Dispensationalist are always confused about scripture because their belief is not biblical.


----------



## ryanh487 (Sep 17, 2014)

There is no secret rapture.  The Bible tells us that at Christ's second coming, the dead in Christ will rise first, and then the living in Christ, and all will be transformed and glorified.  It also says that the sky will peel back like a scroll and the elements will melt with fervent heat.  Any living thing that is not glorified will be destroyed by the second coming.


----------



## mtnwoman (Sep 17, 2014)

Mr Hobbs, this is where I get 1000 yr reign, well one place.
It too seems to refer to tribulation...I do need to study Rev. more for I have focused mostly and speak mostly of the gospel.

Rev.20
1 And I saw an angel come down from heaven, having the key of the bottomless pit and a great chain in his hand.

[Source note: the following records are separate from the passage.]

//! Per-event orchestration
//!
//! The [`EventRecorder`] turns one login/logout/activity event into store
//! and cache mutations plus, for suspicious logins, a queued alert. It is
//! best-effort security telemetry: no step here may fail the caller, so
//! every internal error is logged with user/ip context and the pipeline
//! continues with whatever it has.

use std::net::IpAddr;
use std::sync::{Arc, RwLock};
use std::time::Duration;

use crate::alerting::{build_alert, AlertQueue};
use crate::cache::{SessionCache, SessionSummary};
use crate::config::RiskConfig;
use crate::detection::{self, DetectionInput, ReputationList, Signal};
use crate::device;
use crate::geolocation::GeoResolver;
use crate::models::{GeoInfo, LoginEvent, SessionRecord};
use crate::persistence::SessionStore;

/// Orchestrates detection, scoring, persistence and alerting per event
pub struct EventRecorder {
    store: Arc<dyn SessionStore>,
    cache: SessionCache,
    config: RwLock<Arc<RiskConfig>>,
    geo_resolver: Option<Arc<dyn GeoResolver>>,
    reputation: Option<Arc<dyn ReputationList>>,
    alerts: Option<AlertQueue>,
}

impl EventRecorder {
    pub fn new(store: Arc<dyn SessionStore>, config: RiskConfig) -> Self {
        let cache = SessionCache::new(config.runtime.cache_ttl_seconds);
        EventRecorder {
            store,
            cache,
            config: RwLock::new(Arc::new(config)),
            geo_resolver: None,
            reputation: None,
            alerts: None,
        }
    }

    /// Attach an IP geolocation resolver
    pub fn with_geo_resolver(mut self, resolver: Arc<dyn GeoResolver>) -> Self {
        self.geo_resolver = Some(resolver);
        self
    }

    /// Attach an IP reputation list
    pub fn with_reputation_list(mut self, list: Arc<dyn ReputationList>) -> Self {
        self.reputation = Some(list);
        self
    }

    /// Attach the alert queue fed by suspicious logins
    pub fn with_alert_queue(mut self, queue: AlertQueue) -> Self {
        self.alerts = Some(queue);
        self
    }

    /// Current configuration snapshot
    pub fn config_snapshot(&self) -> Arc<RiskConfig> {
        self.config.read().unwrap().clone()
    }

    /// Swap in a new configuration between events
    pub fn update_config(&self, config: RiskConfig) {
        *self.config.write().unwrap() = Arc::new(config);
    }

    /// Record one successful login.
    ///
    /// Never returns an error: detection, alerting and even persistence
    /// failures are logged and swallowed so the authentication path is
    /// never blocked by its own telemetry.
    pub async fn record_login(&self, event: LoginEvent) {
        let config = self.config_snapshot();

        let device_info = device::parse_user_agent(&event.user_agent);
        let geo = self
            .resolve_geo(event.ip, config.runtime.geo_timeout_seconds)
            .await;
        let fingerprint = device::fingerprint(&event.ip, &event.user_agent);

        let input = DetectionInput {
            user_id: &event.user_id,
            ip: event.ip,
            device_fingerprint: &fingerprint,
            latitude: geo.as_ref().map(|g| g.latitude),
            longitude: geo.as_ref().map(|g| g.longitude),
            login_time: event.timestamp,
        };
        let signals = detection::run_all(
            self.store.as_ref(),
            &config,
            self.reputation.as_deref(),
            &input,
            1,
        );
        let (risk_score, suspicious) = detection::score(&config, &signals);
        let reasons: Vec<&str> = signals.iter().map(Signal::reason).collect();

        let record = SessionRecord {
            id: 0,
            user_id: event.user_id.clone(),
            session_token_hash: device::session_token_hash(&event.user_id, event.timestamp),
            ip_address: event.ip.to_string(),
            user_agent: event.user_agent.clone(),
            device: device_info,
            device_fingerprint: fingerprint,
            geo,
            is_active: true,
            is_suspicious: suspicious,
            risk_score,
            suspicious_reasons: reasons.join(","),
            login_time: event.timestamp,
            last_activity: event.timestamp,
            logout_time: None,
        };

        if suspicious {
            if let Some(ref queue) = self.alerts {
                queue.submit(build_alert(&record, &reasons, event.timestamp));
            }
        }

        if let Err(e) = self.store.insert_session(&record) {
            log::error!(
                "failed to persist session: user={}, ip={}: {}",
                event.user_id,
                event.ip,
                e
            );
        }

        self.cache.insert(
            SessionSummary {
                user_id: record.user_id.clone(),
                ip_address: record.ip_address.clone(),
                device_fingerprint: record.device_fingerprint.clone(),
                login_time: record.login_time,
            },
            event.timestamp,
        );

        log::info!(
            "recorded login: user={}, ip={}, suspicious={}, score={}",
            event.user_id,
            event.ip,
            suspicious,
            risk_score
        );
    }

    /// Mark every active session for the user as logged out.
    ///
    /// Idempotent: sessions already closed are untouched.
    pub fn record_logout(&self, user_id: &str, now: i64) {
        match self.store.close_sessions(user_id, None, now) {
            Ok(count) => log::info!("recorded logout: user={}, sessions={}", user_id, count),
            Err(e) => log::error!("failed to record logout: user={}: {}", user_id, e),
        }
        self.cache.invalidate(user_id);
    }

    /// Bump the activity timestamp on the most recent matching session.
    ///
    /// A missing session is a silent no-op.
    pub fn update_activity(&self, user_id: &str, ip: IpAddr, now: i64) {
        match self.store.touch_activity(user_id, &ip.to_string(), now) {
            Ok(true) => log::debug!("activity updated: user={}, ip={}", user_id, ip),
            Ok(false) => {}
            Err(e) => log::error!("failed to update activity: user={}, ip={}: {}", user_id, ip, e),
        }
    }

    /// Force-close one session (by token hash) or all sessions for a user
    pub fn terminate_sessions(&self, user_id: &str, token_hash: Option<&str>, now: i64) {
        match self.store.close_sessions(user_id, token_hash, now) {
            Ok(count) => log::info!("terminated sessions: user={}, count={}", user_id, count),
            Err(e) => log::error!("failed to terminate sessions: user={}: {}", user_id, e),
        }
        self.cache.invalidate(user_id);
    }

    /// Cached summary of the user's most recent session, if still fresh
    pub fn cached_session(&self, user_id: &str, now: i64) -> Option<SessionSummary> {
        self.cache.get(user_id, now)
    }

    /// Standalone geographic anomaly check against the user's history
    pub fn detect_geographic_anomaly(
        &self,
        user_id: &str,
        latitude: Option<f64>,
        longitude: Option<f64>,
        now: i64,
    ) -> bool {
        let config = self.config_snapshot();
        detection::detect_geographic_jump(
            self.store.as_ref(),
            &config,
            user_id,
            latitude,
            longitude,
            now,
        )
    }

    /// Standalone concurrent-session check over persisted sessions
    pub fn detect_concurrent_session_anomaly(&self, user_id: &str) -> bool {
        let config = self.config_snapshot();
        detection::detect_concurrent_sessions(self.store.as_ref(), &config, user_id, 0)
    }

    /// Standalone login-frequency check over persisted sessions
    pub fn detect_login_frequency_anomaly(&self, user_id: &str, ip: IpAddr, now: i64) -> bool {
        let config = self.config_snapshot();
        detection::detect_login_frequency(
            self.store.as_ref(),
            &config,
            user_id,
            &ip.to_string(),
            now,
            0,
        )
    }

    /// Re-evaluate the risk score of a persisted session record
    pub fn calculate_risk_score(&self, record: &SessionRecord) -> u8 {
        let config = self.config_snapshot();

        let ip = match record.ip_address.parse() {
            Ok(ip) => ip,
            Err(_) => {
                log::warn!(
                    "invalid ip on session record: user={}, ip={}",
                    record.user_id,
                    record.ip_address
                );
                return config.weights.base_score.min(100);
            }
        };

        let input = DetectionInput {
            user_id: &record.user_id,
            ip,
            device_fingerprint: &record.device_fingerprint,
            latitude: record.latitude(),
            longitude: record.longitude(),
            login_time: record.login_time,
        };
        // The record is already persisted, so nothing is pending
        let signals = detection::run_all(
            self.store.as_ref(),
            &config,
            self.reputation.as_deref(),
            &input,
            0,
        );
        detection::score(&config, &signals).0
    }

    async fn resolve_geo(&self, ip: IpAddr, timeout_seconds: u64) -> Option<GeoInfo> {
        let resolver = self.geo_resolver.clone()?;

        let lookup = tokio::task::spawn_blocking(move || resolver.resolve(&ip));
        match tokio::time::timeout(Duration::from_secs(timeout_seconds), lookup).await {
            Ok(Ok(geo)) => geo,
            Ok(Err(e)) => {
                log::warn!("geo lookup task failed: ip={}: {}", ip, e);
                None
            }
            Err(_) => {
                log::warn!("geo lookup timed out: ip={}", ip);
                None
            }
        }
    }
}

2 And he laid hold on the dragon, that old serpent, which is the Devil, and Satan, and bound him a thousand years,

3 And cast him into the bottomless pit, and shut him up, and set a seal upon him, that he should deceive the nations no more, till the thousand years should be fulfilled: and after that he must be loosed a little season.

4 And I saw thrones, and they sat upon them, and judgment was given unto them: and I saw the souls of them that were beheaded for the witness of Jesus, and for the word of God, and which had not worshipped the beast, neither his image, neither had received his mark upon their foreheads, or in their hands; and they lived and reigned with Christ a thousand years.

5 But the rest of the dead lived not again until the thousand years were finished. This is the first resurrection.

6 Blessed and holy is he that hath part in the first resurrection: on such the second death hath no power, but they shall be priests of God and of Christ, and shall reign with him a thousand years.

7 And when the thousand years are expired, Satan shall be loosed out of his prison,

8 And shall go out to deceive the nations which are in the four quarters of the earth, Gog and Magog, to gather them together to battle: the number of whom is as the sand of the sea.

9 And they went up on the breadth of the earth, and compassed the camp of the saints about, and the beloved city: and fire came down from God out of heaven, and devoured them.

10 And the devil that deceived them was cast into the lake of fire and brimstone, where the beast and the false prophet are, and shall be tormented day and night for ever and ever.

11 And I saw a great white throne, and him that sat on it, from whose face the earth and the heaven fled away; and there was found no place for them.

12 And I saw the dead, small and great, stand before God; and the books were opened: and another book was opened, which is the book of life: and the dead were judged out of those things which were written in the books, according to their works.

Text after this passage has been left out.